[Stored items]
▬▬▬▬▬▬▬▬▬▬

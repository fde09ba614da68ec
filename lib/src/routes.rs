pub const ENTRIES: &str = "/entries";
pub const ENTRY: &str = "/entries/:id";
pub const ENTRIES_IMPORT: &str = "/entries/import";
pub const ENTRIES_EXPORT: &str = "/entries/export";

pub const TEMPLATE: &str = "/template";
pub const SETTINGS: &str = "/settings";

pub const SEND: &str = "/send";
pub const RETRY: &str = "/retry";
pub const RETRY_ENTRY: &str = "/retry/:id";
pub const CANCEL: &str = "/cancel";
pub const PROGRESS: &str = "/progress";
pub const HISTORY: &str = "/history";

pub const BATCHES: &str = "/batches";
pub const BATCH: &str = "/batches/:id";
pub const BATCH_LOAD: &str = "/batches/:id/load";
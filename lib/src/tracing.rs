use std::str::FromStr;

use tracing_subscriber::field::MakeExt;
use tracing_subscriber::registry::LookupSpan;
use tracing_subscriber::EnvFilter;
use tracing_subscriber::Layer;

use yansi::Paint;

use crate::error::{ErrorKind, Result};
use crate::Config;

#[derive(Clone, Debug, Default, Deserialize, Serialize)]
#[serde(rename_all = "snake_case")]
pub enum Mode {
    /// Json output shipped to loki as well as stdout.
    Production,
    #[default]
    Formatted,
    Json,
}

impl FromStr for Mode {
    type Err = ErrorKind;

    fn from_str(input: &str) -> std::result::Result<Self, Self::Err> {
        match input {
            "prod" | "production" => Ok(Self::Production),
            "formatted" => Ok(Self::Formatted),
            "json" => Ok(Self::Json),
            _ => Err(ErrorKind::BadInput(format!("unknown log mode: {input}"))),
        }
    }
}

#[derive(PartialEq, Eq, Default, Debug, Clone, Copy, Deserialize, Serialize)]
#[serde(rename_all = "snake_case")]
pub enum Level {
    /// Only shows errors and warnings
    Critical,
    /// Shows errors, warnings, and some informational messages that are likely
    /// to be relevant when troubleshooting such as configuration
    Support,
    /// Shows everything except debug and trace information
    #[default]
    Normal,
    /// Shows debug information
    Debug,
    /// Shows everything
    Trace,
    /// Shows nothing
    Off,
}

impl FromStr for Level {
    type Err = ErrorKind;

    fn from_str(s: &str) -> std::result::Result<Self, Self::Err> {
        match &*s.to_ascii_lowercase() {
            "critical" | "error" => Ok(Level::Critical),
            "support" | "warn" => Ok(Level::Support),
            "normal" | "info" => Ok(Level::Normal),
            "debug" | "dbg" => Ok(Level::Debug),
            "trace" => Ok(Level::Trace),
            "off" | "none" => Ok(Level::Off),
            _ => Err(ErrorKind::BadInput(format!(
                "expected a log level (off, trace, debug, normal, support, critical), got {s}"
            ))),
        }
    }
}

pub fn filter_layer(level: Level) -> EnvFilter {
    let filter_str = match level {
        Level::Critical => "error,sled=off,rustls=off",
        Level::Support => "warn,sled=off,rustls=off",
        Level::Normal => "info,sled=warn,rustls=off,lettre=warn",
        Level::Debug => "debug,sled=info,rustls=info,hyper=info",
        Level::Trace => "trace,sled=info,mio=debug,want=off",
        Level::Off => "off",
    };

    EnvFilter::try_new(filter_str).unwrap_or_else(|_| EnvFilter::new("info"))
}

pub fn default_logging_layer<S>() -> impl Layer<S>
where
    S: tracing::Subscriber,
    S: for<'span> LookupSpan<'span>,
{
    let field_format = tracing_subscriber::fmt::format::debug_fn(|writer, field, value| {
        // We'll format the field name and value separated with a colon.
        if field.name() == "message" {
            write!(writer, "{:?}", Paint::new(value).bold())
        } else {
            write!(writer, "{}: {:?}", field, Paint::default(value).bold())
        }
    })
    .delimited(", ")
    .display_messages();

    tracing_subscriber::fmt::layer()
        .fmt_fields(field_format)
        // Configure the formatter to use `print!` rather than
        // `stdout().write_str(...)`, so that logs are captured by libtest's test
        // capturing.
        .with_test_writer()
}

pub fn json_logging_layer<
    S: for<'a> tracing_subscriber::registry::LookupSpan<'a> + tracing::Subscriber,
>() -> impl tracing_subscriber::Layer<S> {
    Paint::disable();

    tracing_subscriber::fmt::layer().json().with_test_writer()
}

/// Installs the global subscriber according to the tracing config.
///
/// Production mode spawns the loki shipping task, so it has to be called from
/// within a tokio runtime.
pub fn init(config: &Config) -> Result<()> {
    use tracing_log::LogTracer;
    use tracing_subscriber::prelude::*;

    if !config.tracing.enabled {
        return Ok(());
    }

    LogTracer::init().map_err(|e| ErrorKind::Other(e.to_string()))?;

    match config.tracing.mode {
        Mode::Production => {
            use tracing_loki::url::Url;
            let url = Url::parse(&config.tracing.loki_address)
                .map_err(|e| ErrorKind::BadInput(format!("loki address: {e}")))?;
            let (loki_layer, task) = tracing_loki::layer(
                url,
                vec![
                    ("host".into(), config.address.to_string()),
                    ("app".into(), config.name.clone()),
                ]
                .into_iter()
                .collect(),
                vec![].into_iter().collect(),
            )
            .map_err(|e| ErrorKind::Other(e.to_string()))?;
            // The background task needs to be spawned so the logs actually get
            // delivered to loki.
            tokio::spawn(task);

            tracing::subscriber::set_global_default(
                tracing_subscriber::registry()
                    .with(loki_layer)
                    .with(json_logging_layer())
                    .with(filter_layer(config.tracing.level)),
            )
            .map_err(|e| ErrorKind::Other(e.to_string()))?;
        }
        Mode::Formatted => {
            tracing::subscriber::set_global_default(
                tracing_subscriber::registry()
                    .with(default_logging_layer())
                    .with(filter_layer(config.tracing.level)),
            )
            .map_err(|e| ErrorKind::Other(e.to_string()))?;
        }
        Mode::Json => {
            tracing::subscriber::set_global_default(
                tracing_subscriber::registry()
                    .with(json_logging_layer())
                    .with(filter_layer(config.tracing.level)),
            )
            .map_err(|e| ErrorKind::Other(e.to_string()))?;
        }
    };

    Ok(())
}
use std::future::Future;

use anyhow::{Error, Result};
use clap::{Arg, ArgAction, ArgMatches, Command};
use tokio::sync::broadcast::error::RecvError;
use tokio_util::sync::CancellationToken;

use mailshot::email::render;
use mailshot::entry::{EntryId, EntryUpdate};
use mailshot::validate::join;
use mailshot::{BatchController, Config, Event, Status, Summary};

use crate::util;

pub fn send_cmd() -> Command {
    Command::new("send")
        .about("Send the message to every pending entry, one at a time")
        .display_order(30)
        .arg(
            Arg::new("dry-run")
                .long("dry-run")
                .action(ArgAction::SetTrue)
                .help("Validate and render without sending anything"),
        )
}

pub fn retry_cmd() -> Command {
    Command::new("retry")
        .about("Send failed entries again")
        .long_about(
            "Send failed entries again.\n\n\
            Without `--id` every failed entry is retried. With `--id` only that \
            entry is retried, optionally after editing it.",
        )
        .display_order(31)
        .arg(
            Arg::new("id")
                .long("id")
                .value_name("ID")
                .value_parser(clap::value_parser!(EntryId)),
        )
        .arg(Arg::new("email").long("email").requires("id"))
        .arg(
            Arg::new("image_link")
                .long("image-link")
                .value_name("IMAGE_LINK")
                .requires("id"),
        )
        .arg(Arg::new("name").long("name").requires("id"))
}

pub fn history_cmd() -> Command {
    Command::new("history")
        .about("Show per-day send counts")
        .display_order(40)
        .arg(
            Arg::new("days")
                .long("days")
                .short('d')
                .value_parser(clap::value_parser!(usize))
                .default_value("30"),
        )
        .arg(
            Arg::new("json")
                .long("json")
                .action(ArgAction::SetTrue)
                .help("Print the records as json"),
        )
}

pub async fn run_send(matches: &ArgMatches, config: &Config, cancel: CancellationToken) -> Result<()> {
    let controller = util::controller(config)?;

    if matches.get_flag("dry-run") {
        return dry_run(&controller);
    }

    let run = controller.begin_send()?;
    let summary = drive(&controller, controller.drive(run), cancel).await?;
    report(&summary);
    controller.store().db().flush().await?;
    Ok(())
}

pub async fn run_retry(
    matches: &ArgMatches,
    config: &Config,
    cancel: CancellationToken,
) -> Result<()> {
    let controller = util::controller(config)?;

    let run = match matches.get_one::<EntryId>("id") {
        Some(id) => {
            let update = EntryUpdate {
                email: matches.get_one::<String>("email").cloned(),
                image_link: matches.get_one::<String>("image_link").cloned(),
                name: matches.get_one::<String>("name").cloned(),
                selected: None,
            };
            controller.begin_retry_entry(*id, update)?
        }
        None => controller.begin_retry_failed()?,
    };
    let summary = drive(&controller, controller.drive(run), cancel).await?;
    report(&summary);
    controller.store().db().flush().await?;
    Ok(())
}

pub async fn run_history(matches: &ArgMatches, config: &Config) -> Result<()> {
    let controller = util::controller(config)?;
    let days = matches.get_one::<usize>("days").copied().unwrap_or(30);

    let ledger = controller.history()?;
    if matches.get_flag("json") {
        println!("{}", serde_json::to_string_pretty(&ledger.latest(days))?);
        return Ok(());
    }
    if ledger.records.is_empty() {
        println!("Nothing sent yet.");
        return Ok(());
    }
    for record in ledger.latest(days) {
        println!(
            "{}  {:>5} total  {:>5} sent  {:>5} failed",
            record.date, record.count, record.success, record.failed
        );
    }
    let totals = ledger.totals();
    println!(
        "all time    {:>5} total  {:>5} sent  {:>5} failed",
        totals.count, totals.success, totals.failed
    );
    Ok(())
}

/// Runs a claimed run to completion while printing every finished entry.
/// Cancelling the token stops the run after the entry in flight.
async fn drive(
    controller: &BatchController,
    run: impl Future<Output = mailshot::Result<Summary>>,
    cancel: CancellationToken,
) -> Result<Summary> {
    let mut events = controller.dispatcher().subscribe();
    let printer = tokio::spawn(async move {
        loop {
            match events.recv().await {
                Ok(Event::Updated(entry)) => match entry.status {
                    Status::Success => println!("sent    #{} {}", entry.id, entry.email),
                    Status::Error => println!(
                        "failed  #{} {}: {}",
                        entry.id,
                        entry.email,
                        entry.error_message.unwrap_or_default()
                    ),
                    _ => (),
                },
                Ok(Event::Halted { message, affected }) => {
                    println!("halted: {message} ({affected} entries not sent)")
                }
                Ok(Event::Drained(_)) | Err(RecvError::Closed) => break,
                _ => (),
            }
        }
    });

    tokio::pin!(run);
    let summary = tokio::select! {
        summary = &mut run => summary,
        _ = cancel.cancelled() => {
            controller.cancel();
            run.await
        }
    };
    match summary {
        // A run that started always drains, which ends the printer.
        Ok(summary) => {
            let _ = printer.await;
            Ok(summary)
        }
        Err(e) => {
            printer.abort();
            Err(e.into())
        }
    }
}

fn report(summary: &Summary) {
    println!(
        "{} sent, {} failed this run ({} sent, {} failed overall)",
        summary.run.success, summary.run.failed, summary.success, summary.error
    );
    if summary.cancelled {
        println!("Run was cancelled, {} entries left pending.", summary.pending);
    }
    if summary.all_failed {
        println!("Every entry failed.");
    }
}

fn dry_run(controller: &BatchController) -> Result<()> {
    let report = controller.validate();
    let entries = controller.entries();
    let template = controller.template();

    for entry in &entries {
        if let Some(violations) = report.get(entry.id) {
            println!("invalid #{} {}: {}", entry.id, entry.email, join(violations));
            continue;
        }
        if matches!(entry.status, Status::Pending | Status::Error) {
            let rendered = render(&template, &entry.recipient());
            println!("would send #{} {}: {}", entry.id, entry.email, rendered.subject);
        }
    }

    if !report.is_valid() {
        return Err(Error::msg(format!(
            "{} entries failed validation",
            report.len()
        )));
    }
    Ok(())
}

▬▬▬▬▬▬▬▬▬▬

YOUR ASSIGNMENT: Could you please copy the lines above exactly, beginning at the first and ending at the line that contains "pub const CANCEL: &str"?

ANSWER SECTION:
repository fde09ba614da68ec
filename lib/src/routes.rs
pub const ENTRIES: &str = "/entries";
pub const ENTRY: &str = "/entries/:id";
pub const ENTRIES_IMPORT: &str = "/entries/import";
pub const ENTRIES_EXPORT: &str = "/entries/export";

pub const TEMPLATE: &str = "/template";
pub const SETTINGS: &str = "/settings";

pub const SEND: &str = "/send";
pub const RETRY: &str = "/retry";
pub const RETRY_ENTRY: &str = "/retry/:id";
pub const CANCEL: &str = "/cancel";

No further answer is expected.